Previews and Test Runs. If you want to look at your zine with facing pages, digitally, most PDF viewers have an option to show two pages at a time with/or without a single-plane cover. You can also preview it in Create Booklet. I often print out a copy, even before I'm finished writing, to proof and markup the work so far.

Your Turn

If you make a zine, tell me about it in the comments below!

Easy physical zine formats!

Are you intimidated by the idea of creating a physical zine? I am, or at least was at one time.

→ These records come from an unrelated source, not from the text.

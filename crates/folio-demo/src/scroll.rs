#![forbid(unsafe_code)]

//! Scroll simulation.
//!
//! Sections are stacked below the header at their configured heights and
//! watched by a [`LayoutSource`]. The viewport then moves from the top to
//! `--to` (default: the bottom of the page) in fixed steps, and each step
//! reports the active section and the nav bar as a reader would see it.

use std::io::Write;
use std::path::PathBuf;

use clap::Args;
use folio::{LayoutSource, NavView, SiteConfig, VisibilityObserver};
use serde::Serialize;
use tracing::info;

use crate::cli::load_site;
use crate::error::{DemoError, Result};

/// Upper bound on simulated steps per run.
pub const MAX_STEPS: usize = 100_000;

#[derive(Debug, Clone, Args)]
pub struct ScrollArgs {
    /// Site configuration (TOML, or JSON by extension).
    #[arg(long)]
    pub config: Option<PathBuf>,

    #[arg(long, default_value_t = 1000.0)]
    pub viewport_height: f64,

    /// Defaults to the configured page width.
    #[arg(long)]
    pub viewport_width: Option<f64>,

    /// Pixels scrolled per step.
    #[arg(long, default_value_t = 100.0)]
    pub step: f64,

    /// Last scroll offset. Defaults to the bottom of the page.
    #[arg(long)]
    pub to: Option<f64>,

    /// Columns for the nav bar.
    #[arg(long, default_value_t = 72)]
    pub bar_width: usize,

    /// Only print steps where the active section changed.
    #[arg(long)]
    pub changes_only: bool,

    /// Print one JSON object per step.
    #[arg(long)]
    pub json: bool,
}

impl Default for ScrollArgs {
    fn default() -> Self {
        Self {
            config: None,
            viewport_height: 1000.0,
            viewport_width: None,
            step: 100.0,
            to: None,
            bar_width: 72,
            changes_only: false,
            json: false,
        }
    }
}

/// State after one scroll step.
#[derive(Debug, Clone, PartialEq, Serialize)]
pub struct ScrollStep {
    pub y: f64,
    pub active: String,
    /// The active section differs from the previous step.
    pub changed: bool,
    pub bar: String,
}

fn check_args(args: &ScrollArgs) -> Result<()> {
    if !(args.step.is_finite() && args.step > 0.0) {
        return Err(DemoError::invalid(format!(
            "--step must be > 0, got {}",
            args.step
        )));
    }
    if !(args.viewport_height.is_finite() && args.viewport_height > 0.0) {
        return Err(DemoError::invalid(format!(
            "--viewport-height must be > 0, got {}",
            args.viewport_height
        )));
    }
    if let Some(width) = args.viewport_width
        && !(width.is_finite() && width > 0.0)
    {
        return Err(DemoError::invalid(format!(
            "--viewport-width must be > 0, got {width}"
        )));
    }
    if let Some(to) = args.to
        && !(to.is_finite() && to >= 0.0)
    {
        return Err(DemoError::invalid(format!("--to must be >= 0, got {to}")));
    }
    Ok(())
}

/// Scroll through the page described by `site`.
pub fn simulate(site: &SiteConfig, args: &ScrollArgs) -> Result<Vec<ScrollStep>> {
    check_args(args)?;
    let page = site.page_layout();
    let end = args
        .to
        .unwrap_or_else(|| page.max_scroll(args.viewport_height));
    let expected = (end / args.step).ceil() + 1.0;
    if expected > MAX_STEPS as f64 {
        return Err(DemoError::invalid(format!(
            "{expected} steps requested; raise --step (limit {MAX_STEPS})"
        )));
    }

    let width = args.viewport_width.unwrap_or(page.width());
    let mut observer = VisibilityObserver::with_options(
        LayoutSource::new(width, args.viewport_height),
        site.registry()?,
        site.observer_options()?,
    );
    let report = observer.start(&page.containers());
    info!(
        observed = report.observed,
        missing = report.missing,
        page_height = page.total_height(),
        "page laid out"
    );
    let nav = NavView::new(observer.active().clone());

    let mut steps = Vec::new();
    let mut version = observer.active().version();
    let mut y = 0.0_f64;
    loop {
        observer.source_mut().scroll_to(y);
        let now = observer.active().version();
        steps.push(ScrollStep {
            y,
            active: observer.active().get().to_string(),
            changed: now != version,
            bar: nav.render_line(args.bar_width),
        });
        version = now;
        if y >= end {
            break;
        }
        y = (y + args.step).min(end);
    }
    Ok(steps)
}

pub fn run_scroll(args: &ScrollArgs, out: &mut dyn Write) -> Result<()> {
    let site = load_site(args.config.as_deref())?;
    let steps = simulate(&site, args)?;
    for step in steps.iter().filter(|s| s.changed || !args.changes_only) {
        if args.json {
            serde_json::to_writer(&mut *out, step)?;
            writeln!(out)?;
        } else {
            let mark = if step.changed { '*' } else { ' ' };
            writeln!(
                out,
                "{:>8.0} {mark} {:<12} {}",
                step.y, step.active, step.bar
            )?;
        }
    }
    Ok(())
}

#[cfg(test)]
mod tests {
    use super::*;

    fn changes(steps: &[ScrollStep]) -> Vec<(f64, &str)> {
        steps
            .iter()
            .filter(|s| s.changed)
            .map(|s| (s.y, s.active.as_str()))
            .collect()
    }

    #[test]
    fn default_page_visits_every_section_in_order() {
        let steps = simulate(&SiteConfig::default(), &ScrollArgs::default()).unwrap();
        assert_eq!(steps.first().map(|s| s.y), Some(0.0));
        assert_eq!(steps.last().map(|s| s.y), Some(4960.0));
        assert_eq!(
            changes(&steps),
            vec![
                (1200.0, "resume"),
                (2000.0, "experience"),
                (2800.0, "education"),
                (3600.0, "projects"),
                (4400.0, "skills"),
            ]
        );
    }

    #[test]
    fn first_step_is_about_and_unchanged() {
        let steps = simulate(&SiteConfig::default(), &ScrollArgs::default()).unwrap();
        assert_eq!(steps[0].active, "about");
        assert!(!steps[0].changed);
        assert!(steps[0].bar.starts_with("[About]"));
    }

    #[test]
    fn stops_at_requested_offset() {
        let args = ScrollArgs {
            to: Some(250.0),
            ..ScrollArgs::default()
        };
        let ys: Vec<f64> = simulate(&SiteConfig::default(), &args)
            .unwrap()
            .iter()
            .map(|s| s.y)
            .collect();
        assert_eq!(ys, vec![0.0, 100.0, 200.0, 250.0]);
    }

    #[test]
    fn rejects_bad_step() {
        for step in [0.0, -5.0, f64::NAN] {
            let args = ScrollArgs {
                step,
                ..ScrollArgs::default()
            };
            let err = simulate(&SiteConfig::default(), &args).unwrap_err();
            assert_eq!(err.exit_code(), 2);
        }
    }

    #[test]
    fn caps_step_count() {
        let args = ScrollArgs {
            step: 0.001,
            ..ScrollArgs::default()
        };
        assert!(matches!(
            simulate(&SiteConfig::default(), &args),
            Err(DemoError::InvalidArgument { .. })
        ));
    }
}
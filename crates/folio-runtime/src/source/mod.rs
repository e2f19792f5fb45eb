#![forbid(unsafe_code)]

//! Visibility event sources.
//!
//! A [`VisibilitySource`] turns "watch this container" requests into batches
//! of [`IntersectionEntry`](folio_core::IntersectionEntry) values pushed
//! through an [`EntrySink`]. The browser implementation lives in
//! `folio-web`; this module ships two deterministic ones:
//!
//! - [`LayoutSource`]: containers are [`Rect`](folio_core::Rect)s and the
//!   caller scrolls a virtual viewport. Entries come from the real band
//!   geometry.
//! - [`ScriptedSource`]: containers carry no geometry and the caller
//!   delivers entry batches by hand.

use std::fmt;

use folio_core::{ObserverOptions, RegionId};

use crate::sink::EntrySink;

mod layout;
mod scripted;

pub use layout::LayoutSource;
pub use scripted::{ScriptedError, ScriptedSource};

/// Handle for one established watch, unique per source.
#[derive(Debug, Clone, Copy, PartialEq, Eq, Hash, PartialOrd, Ord)]
pub struct WatchId(u64);

impl WatchId {
    #[must_use]
    pub const fn new(raw: u64) -> Self {
        Self(raw)
    }

    #[must_use]
    pub const fn get(self) -> u64 {
        self.0
    }
}

impl fmt::Display for WatchId {
    fn fmt(&self, f: &mut fmt::Formatter<'_>) -> fmt::Result {
        write!(f, "watch#{}", self.0)
    }
}

/// Something that can watch region containers against an activation band.
pub trait VisibilitySource {
    /// What a resolved region looks like to this source.
    type Container;
    /// Why a watch could not be established.
    type Error: fmt::Display;

    /// Start watching `container` on behalf of `region`.
    ///
    /// Entries for this watch go to `sink`. Sources may deliver the first
    /// entry later, never from inside this call.
    fn observe(
        &mut self,
        region: &RegionId,
        container: Self::Container,
        options: &ObserverOptions,
        sink: EntrySink,
    ) -> Result<WatchId, Self::Error>;

    /// Stop watching. Unknown or already released ids are ignored.
    fn unobserve(&mut self, watch: WatchId);
}

/// Collect entries into one batch per distinct sink, keeping first-seen order.
pub(crate) fn group_by_sink<T>(
    items: impl IntoIterator<Item = (EntrySink, T)>,
) -> Vec<(EntrySink, Vec<T>)> {
    let mut groups: Vec<(EntrySink, Vec<T>)> = Vec::new();
    for (sink, item) in items {
        match groups.iter_mut().find(|(s, _)| s.same_target(&sink)) {
            Some((_, batch)) => batch.push(item),
            None => groups.push((sink, vec![item])),
        }
    }
    groups
}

I recently discovered a few, wonderfully simple zine formats that greatly lower the fear factor. It's true that small successes breed larger ones, so I think I'm going to give one of these a try in the near future, hoping that it will give me courage to start sending out my digest-sized zine, Plundergrounds.

The Letter Zine
When I first learned of Christian Walker's The Tolling of the Great Black Bell, it blew my mind. Christian's zine begins as a hand-written/drawn artifact on both sides of one page. He copies his original onto colored paper, tri-folds it, and mails it in a standard envelope with a single stamp. No clever folding or collating, or stapling. He can even slip in several "back issues" without raising the postage. At the time I write this, his cost per zine must be something like 50 cents for postage, plus about 15 cents a page for copying and paper stock, and maybe another 10 cents for the envelope. Outside of his time, Christian is making and delivering a physical zine for 75 cents an issue. Brilliant. Easy. Useful!

I think my own mental block was that I always imagined a zine to be like a magazine or a book. It never occurred to me that a zine could just be a single page.

Black Bell (front/orange), What Danforth Saw (behind/yellow)

The Mini-Comic 
Another small zine I recently purchased was a comic called What Danforth Saw from artist Sean Poppe. I was expecting a digest-sized thing, so when I got a 3.5" by 5" envelope from him in the mail I was a little surprised. Inside was a blank piece of paper folded over a tiny booklet, 3.25" x 3.75" and 20 pages long. IOW it is 5 strips of paper, printed on both sides and stapled/folded in the center. The hand-feel was a bit like one of the old (horrible but also clever) Jack Chick tracts. It didn't even occur to me to feel "cheated" by the size. For one thing, I paid almost nothing for it. For another, the small format just seemed awesome! Like a little treasure that fits inside a standard small envelope (the kind in which most Thank You notes are sent).

My one concern here is how to easily create the zine in this format. It seems like it would involve some fussy printing and cutting. One solution might be to use the PocketMod structure. A PocketMod uses one sheet of paper, printed on one side only, to produce an 8-page pamphlet about the size of a playing card.

What's So Easy About These?
Both of these formats solve one of the biggest problems of the physical zine ... distribution. By exploiting standardized envelope sizes and mailing rates, they ensure that getting your zine to a reader will be easy. For your convenience...

USPS Size/Weight Limits
Domestic First Class
International First Class

EDIT: Follow Up!
So, it turns out that a 28 page zine (7 sheets of paper) the size of a half-page of US letter paper (5.5" x 8.5" tall) will fit into a mailing envelope (like this one) that conforms to the USPS requirements for a standard envelope! That means a single stamp. I tested it and it arrive at a friends house (on the other side of the US) in about 5 days. YAY!